Ehemalige Professur für Sprachwissenschaft/DaF (Prof. Glück)

Böhmakeln

‚Deutschlernen von unten‘: Das Böhmakeln

In der zweiten Hälfte des 19. Jahrhunderts strömten massenweise tschechichsprachige Zuwanderer  aus den Ländern der Böhmischen Krone nach Wien, ins Zentrum der österreichisch-ungarischen Donaumonarchie. Die Gründe lagen im wesentlichen in einer heimischen Agrarkrise und in einem mit der Industrialisierung einsetzenden Bauboom und Arbeitskräftemangel. Dort arbeiteten sie als sogenannte Ziegelböhmen in Ziegeleien, als Schuster, Schneider, Schmiede oder in anderen Handwerken. Typische Frauenberufe waren Dienst- und Stubenmädchen, Kinderfrau und Köchin. Die tschechischen Zuwanderer konnten mehrheitlich kein Deutsch und waren gezwungen, sich selbst im alltäglichen Umgang mit ihren deutschsprachigen Arbeitgebern und Kollegen die notwendigen Deutschkenntnisse anzueignen. Das Ergebnis dieses ungesteuerten, überwiegend mündlichen Spracherwerbs war das Böhmakeln, also ein (bairisches oder Wiener) Deutsch, das je nach Sprachstand unterschiedlich stark mit dem Tschechischen gemischt wurde. Nach 1918 sind sehr viele Tschechen in die neugegründete Tschechoslowakei remigriert, die Dagebliebenen haben sich rasch assimiliert - die Träger des Böhmakelns sind verschwunden. Das Böhmakeln wurde aber auf der Bühne - im Theater und im Kabarett -  und in Wienerliedern aufgegriffen, wo der Topos des Tschechen verbunden mit bestimmten Klischees (musikalisch, liebt gutes Essen, rundes Gesicht mit breiter Nase etc.) komische Wirkungen erzielte.
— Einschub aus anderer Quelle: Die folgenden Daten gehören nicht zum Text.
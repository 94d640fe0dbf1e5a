//! Shared error type across nodeprism crates.

use thiserror::Error;

/// Shared result type.
pub type Result<T> = std::result::Result<T, PrismError>;

/// Unified error type used by core and gateway.
#[derive(Debug, Error)]
pub enum PrismError {
    /// Startup configuration could not be turned into a running exporter.
    #[error("invalid configuration: {0}")]
    Config(String),
    /// A scrape asked for both `collect[]` and `exclude[]`.
    #[error("Combined collect and exclude queries are not allowed.")]
    CombinedFilters,
    /// Unknown, disabled, or failing collector.
    #[error("couldn't create collector: {0}")]
    Collector(String),
    #[error("couldn't register node collector: {0}")]
    Registration(String),
    /// The serving transport cannot do what the caller asked for.
    #[error("transport: {0}")]
    Transport(String),
    #[error("internal: {0}")]
    Internal(String),
}

impl PrismError {
    /// True for errors caused by what the client asked for (reported as 400).
    pub fn is_client_error(&self) -> bool {
        matches!(
            self,
            PrismError::CombinedFilters | PrismError::Collector(_)
        )
    }
}

impl From<prometheus::Error> for PrismError {
    fn from(e: prometheus::Error) -> Self {
        PrismError::Internal(format!("prometheus: {e}"))
    }
}
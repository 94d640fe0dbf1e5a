//! Connection takeover capability.
//!
//! The listener attaches a [`Takeover`] handle to every request it serves.
//! Calling [`ConnectionTakeover::take_over`] tells the connection driver to
//! close the socket without writing another byte. Requests served by a
//! transport that attaches no handle cannot be taken over.

use std::sync::atomic::{AtomicBool, Ordering};
use std::sync::Arc;

use tokio_util::sync::CancellationToken;

use nodeprism_core::error::{PrismError, Result};

/// "Can this connection be closed without writing protocol bytes?"
pub trait ConnectionTakeover: Send + Sync {
    /// One-shot: a second call fails.
    fn take_over(&self) -> Result<()>;
}

/// Request extension carrying the capability.
#[derive(Clone)]
pub struct Takeover(pub Arc<dyn ConnectionTakeover>);

/// Request extension carrying the peer address as `ip:port`.
#[derive(Debug, Clone)]
pub struct RemoteAddr(pub String);

/// Takeover backed by a token the connection driver waits on.
#[derive(Debug)]
pub struct CancelTakeover {
    token: CancellationToken,
    taken: AtomicBool,
}

impl CancelTakeover {
    pub fn new(token: CancellationToken) -> Self {
        Self {
            token,
            taken: AtomicBool::new(false),
        }
    }
}

impl ConnectionTakeover for CancelTakeover {
    fn take_over(&self) -> Result<()> {
        if self.taken.swap(true, Ordering::AcqRel) {
            return Err(PrismError::Transport("connection already taken over".into()));
        }
        self.token.cancel();
        Ok(())
    }
}
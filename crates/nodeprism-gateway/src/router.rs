//! Axum router wiring.
//!
//! Exposes the metrics path and, unless the metrics path is `/` itself, a
//! landing page at `/`. Every route sits behind the IP restriction layer.

use axum::{middleware, routing::get, Router};

use crate::{app_state::AppState, ops, policy};

pub fn build_router(state: AppState) -> Router {
    let path = state.cfg().web.telemetry_path.clone();

    let mut router = Router::new().route(&path, get(ops::metrics));
    if path != "/" {
        router = router.route("/", get(ops::landing));
    }

    router
        .layer(middleware::from_fn_with_state(state.access(), policy::ip_restrict))
        .with_state(state)
}
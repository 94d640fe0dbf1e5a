//! Accept loop and per-connection driver.
//!
//! Each accepted socket is served by hyper's HTTP/1 connection driving the
//! axum router. The driver races the connection against its takeover token;
//! when a handler takes the connection over, the connection future is
//! dropped and the socket closes with nothing written.

use std::convert::Infallible;
use std::future::Future;
use std::net::SocketAddr;
use std::sync::Arc;

use axum::{body::Body, Router};
use hyper::body::Incoming;
use hyper::server::conn::http1;
use hyper::service::service_fn;
use hyper::{Request, Response};
use hyper_util::rt::TokioIo;
use tokio::net::{TcpListener, TcpStream};
use tokio_util::sync::CancellationToken;
use tower::ServiceExt;

use super::takeover::{CancelTakeover, RemoteAddr, Takeover};

/// Serve `app` on `listener` until `shutdown` resolves.
pub async fn serve<F>(listener: TcpListener, app: Router, shutdown: F) -> std::io::Result<()>
where
    F: Future<Output = ()> + Send,
{
    tokio::pin!(shutdown);
    loop {
        let (stream, peer) = tokio::select! {
            _ = &mut shutdown => {
                tracing::info!("shutdown signal received, no longer accepting connections");
                return Ok(());
            }
            accepted = listener.accept() => match accepted {
                Ok(pair) => pair,
                Err(e) => {
                    tracing::warn!(err = %e, "failed to accept connection");
                    continue;
                }
            },
        };
        tokio::spawn(serve_connection(stream, peer, app.clone()));
    }
}

async fn serve_connection(stream: TcpStream, peer: SocketAddr, app: Router) {
    let token = CancellationToken::new();
    let takeover = Takeover(Arc::new(CancelTakeover::new(token.clone())));
    let remote = RemoteAddr(peer.to_string());

    let svc = service_fn(move |mut req: Request<Incoming>| {
        req.extensions_mut().insert(remote.clone());
        req.extensions_mut().insert(takeover.clone());
        let app = app.clone();
        async move {
            let resp: Response<Body> = app.oneshot(req).await?;
            Ok::<_, Infallible>(resp)
        }
    });

    let conn = http1::Builder::new().serve_connection(TokioIo::new(stream), svc);
    tokio::pin!(conn);

    tokio::select! {
        biased;
        _ = token.cancelled() => {
            tracing::debug!(peer = %peer, "connection taken over, closing without response");
        }
        res = conn.as_mut() => {
            if let Err(e) = res {
                tracing::debug!(peer = %peer, err = %e, "connection error");
            }
        }
    }
}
Durch dieses Nachahmen des Böhmakeln auf der Bühne gibt es sekundäre Zeugnisse dieser verschwundenen Mischsprache.

Das Projekt verfolgt das Ziel, diese und andere Zeugnisse des Böhmakelns zu sammeln, zu dokumentieren und linguistisch aufzuarbeiten.

Laufzeit: Sept. 2013 bis Sept. 2015, gefördert von der Beauftragten der Bundesregierung für Kultur und Medien.